Le clandestin va prendre appui sur son moi pour accomplir une action
qui vise à dissoudre ce moi. C'est ce que dit en toutes lettres
Ulrike Meinhof lorsqu'elle dit : "à partir, bien entendu du facteur
subjectif ; la décision d'entrer en lutte de chacun". A partir de
là, la "pensée" devient collective.
J'ai appelé cela "l'antinomique ego du clandestin" car c'est
une position intenable, aussi ridicule que celle de scier la branche sur
laquelle on est assis.
La clandestinité impose à ses participants une autophagie
de leur moi et ce moi peut leur rester plus ou moins sur l'estomac. En
période d'isolement, nous observons des réactions à
la Frérot, qui tente désespérement d'exorciser ses
bouffées d'individualisme par toutes les méthodes. Acte individualiste
par excellence, la confession lui sert à critiquer son individualisme.
Autant dire qu'il ne s'en sortira pas, il le sait et parle de la mort.
Nous avons vu dans une autre étude les traits névrotiques
obsessionnels et dépressifs que pouvait receler cette confession.

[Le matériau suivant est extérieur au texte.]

//! Static checks over a compiled rule set.
//!
//! Findings are advisory: a rule that lints badly still routes. The CLI's
//! `lint` command prints them next to compilation errors.

use std::fmt;

use crate::rules::{Action, Rule, RuleSet, SourceRef};

/// Statuses a rule is expected to declare.
pub const ALLOWED_STATUSES: [u16; 7] = [200, 301, 302, 307, 308, 404, 500];

/// What is wrong with a rule.
#[derive(Debug, Clone, PartialEq, Eq)]
pub enum LintKind {
    /// The pattern starts with a scheme; only paths are ever matched.
    ProtocolInPattern,
    UnexpectedStatus(u16),
    /// The replacement neither starts with `/` nor is an absolute URL.
    ReplacementShape(String),
    /// A template references a capture group the pattern does not define.
    AmbiguousCapture(String),
}

/// A lint finding tied to the rule's source position.
#[derive(Debug, Clone, PartialEq, Eq)]
pub struct LintFinding {
    pub location: SourceRef,
    pub kind: LintKind,
}

impl fmt::Display for LintFinding {
    fn fmt(&self, f: &mut fmt::Formatter<'_>) -> fmt::Result {
        match &self.kind {
            LintKind::ProtocolInPattern => {
                write!(f, "{}: pattern includes a protocol", self.location)
            }
            LintKind::UnexpectedStatus(status) => {
                write!(f, "{}: unexpected status {}", self.location, status)
            }
            LintKind::ReplacementShape(replacement) => write!(
                f,
                "{}: replacement `{}` should start with `/` or `http`",
                self.location, replacement
            ),
            LintKind::AmbiguousCapture(reference) => write!(
                f,
                "{}: `{}` does not name a capture group and expands to nothing",
                self.location, reference
            ),
        }
    }
}

/// Lint every rule, in declaration order.
pub fn lint(rules: &RuleSet) -> Vec<LintFinding> {
    rules.iter().flat_map(lint_rule).collect()
}

fn lint_rule(rule: &Rule) -> Vec<LintFinding> {
    let mut kinds = Vec::new();

    if starts_with_http(rule.matcher.describe().trim_start_matches('^')) {
        kinds.push(LintKind::ProtocolInPattern);
    }

    let status = rule.action.status();
    if !ALLOWED_STATUSES.contains(&status) {
        kinds.push(LintKind::UnexpectedStatus(status));
    }

    // Paths joined onto an origin template may be relative.
    let replacement = match &rule.action {
        Action::Redirect { location, .. } => Some(location),
        Action::Rewrite { path, origin: None, .. } => Some(path),
        Action::Rewrite { origin: Some(_), .. } => None,
    };
    if let Some(template) = replacement {
        let text = template.source();
        if !text.starts_with('/') && !starts_with_http(text) {
            kinds.push(LintKind::ReplacementShape(text.to_string()));
        }
    }

    for template in rule.action.templates() {
        kinds.extend(
            template
                .unresolved(rule.matcher.regex())
                .into_iter()
                .map(LintKind::AmbiguousCapture),
        );
    }

    kinds
        .into_iter()
        .map(|kind| LintFinding {
            location: rule.source,
            kind,
        })
        .collect()
}

fn starts_with_http(text: &str) -> bool {
    text.get(..4).is_some_and(|head| head.eq_ignore_ascii_case("http"))
}

#[cfg(test)]
mod tests {
    use super::*;
    use crate::rules::RuleCompiler;

    fn lint_text(text: &str) -> Vec<LintKind> {
        let outcome = RuleCompiler::new().compile_text(text);
        assert!(outcome.errors.is_empty(), "{:?}", outcome.errors);
        lint(&outcome.rules).into_iter().map(|f| f.kind).collect()
    }

    #[test]
    fn test_clean_rules() {
        assert!(lint_text("/old 301 /new\n/a/(.*) 200 https://example.com/$1").is_empty());
    }

    #[test]
    fn test_protocol_in_pattern() {
        assert_eq!(lint_text("http://old 301 /new"), vec![LintKind::ProtocolInPattern]);
    }

    #[test]
    fn test_unexpected_status() {
        assert_eq!(lint_text("/old 303 /new"), vec![LintKind::UnexpectedStatus(303)]);
        assert_eq!(lint_text("/old 418 /new"), vec![LintKind::UnexpectedStatus(418)]);
    }

    #[test]
    fn test_replacement_shape() {
        assert_eq!(
            lint_text("/old 301 new"),
            vec![LintKind::ReplacementShape("new".to_string())]
        );
    }

    #[test]
    fn test_ambiguous_capture() {
        assert_eq!(
            lint_text("/old/(.*) 301 /new/$2"),
            vec![LintKind::AmbiguousCapture("$2".to_string())]
        );
    }

    #[test]
    fn test_finding_reports_line() {
        let outcome = RuleCompiler::new().compile_text("/ok 301 /fine\n/old 418 /new");
        let findings = lint(&outcome.rules);
        assert_eq!(findings.len(), 1);
        assert_eq!(findings[0].location, SourceRef::Line(2));
        assert_eq!(findings[0].to_string(), "line 2: unexpected status 418");
    }
}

C'est également par une confession que Hans Joachim Klein retrouve
son esprit critique. Là, la méthode est adaptée, elle
lui permet de sortir du système clandestin groupal. Ce sont les
circonstances qui font de lui un clandestin solitaire par la suite.
Il est passé d'une position offensive à une position
défensive. Il est très intéressant de noter qu'il
a abandonné son arme à ce moment là. Cette arme était
bien l'outil d'un membre du groupe. N'étant plus membre d'un tel
groupe H.J. Klein rejette symboliquement et concrètement cette arme.
Vu sous l'angle de la clandestinité le phénomène
du terrorisme s'éclaire autrement. De questions sur l'individu,
c'est-à-dire en termes de psychologie, nous en sommes venus à
des termes de comportements concernant les groupes et il semblerait que
cela soit plus fécond. Espérons que ce chemin tracé
donne accès à des résultats plus concrets.
Références bibliographiques :
Divers textes d'Action Directe (communiqués, "résolutions
stratégiques" textes internes provenant du "groupe Olivier", etc.)
mara et les autres : des femmes et la lutte armée, Ida Faré
et Franca Spirito, Des femmes, Paris 1982.
Le voyage, Bernward Vesper, Hachette, Paris 1981.
"Mutinerie et autres textes", Ulrike Meinhof, Des femmes, Paris
1977.
"La mort mercenaire", Hans Johchim Klein, Seuil, Paris 1980.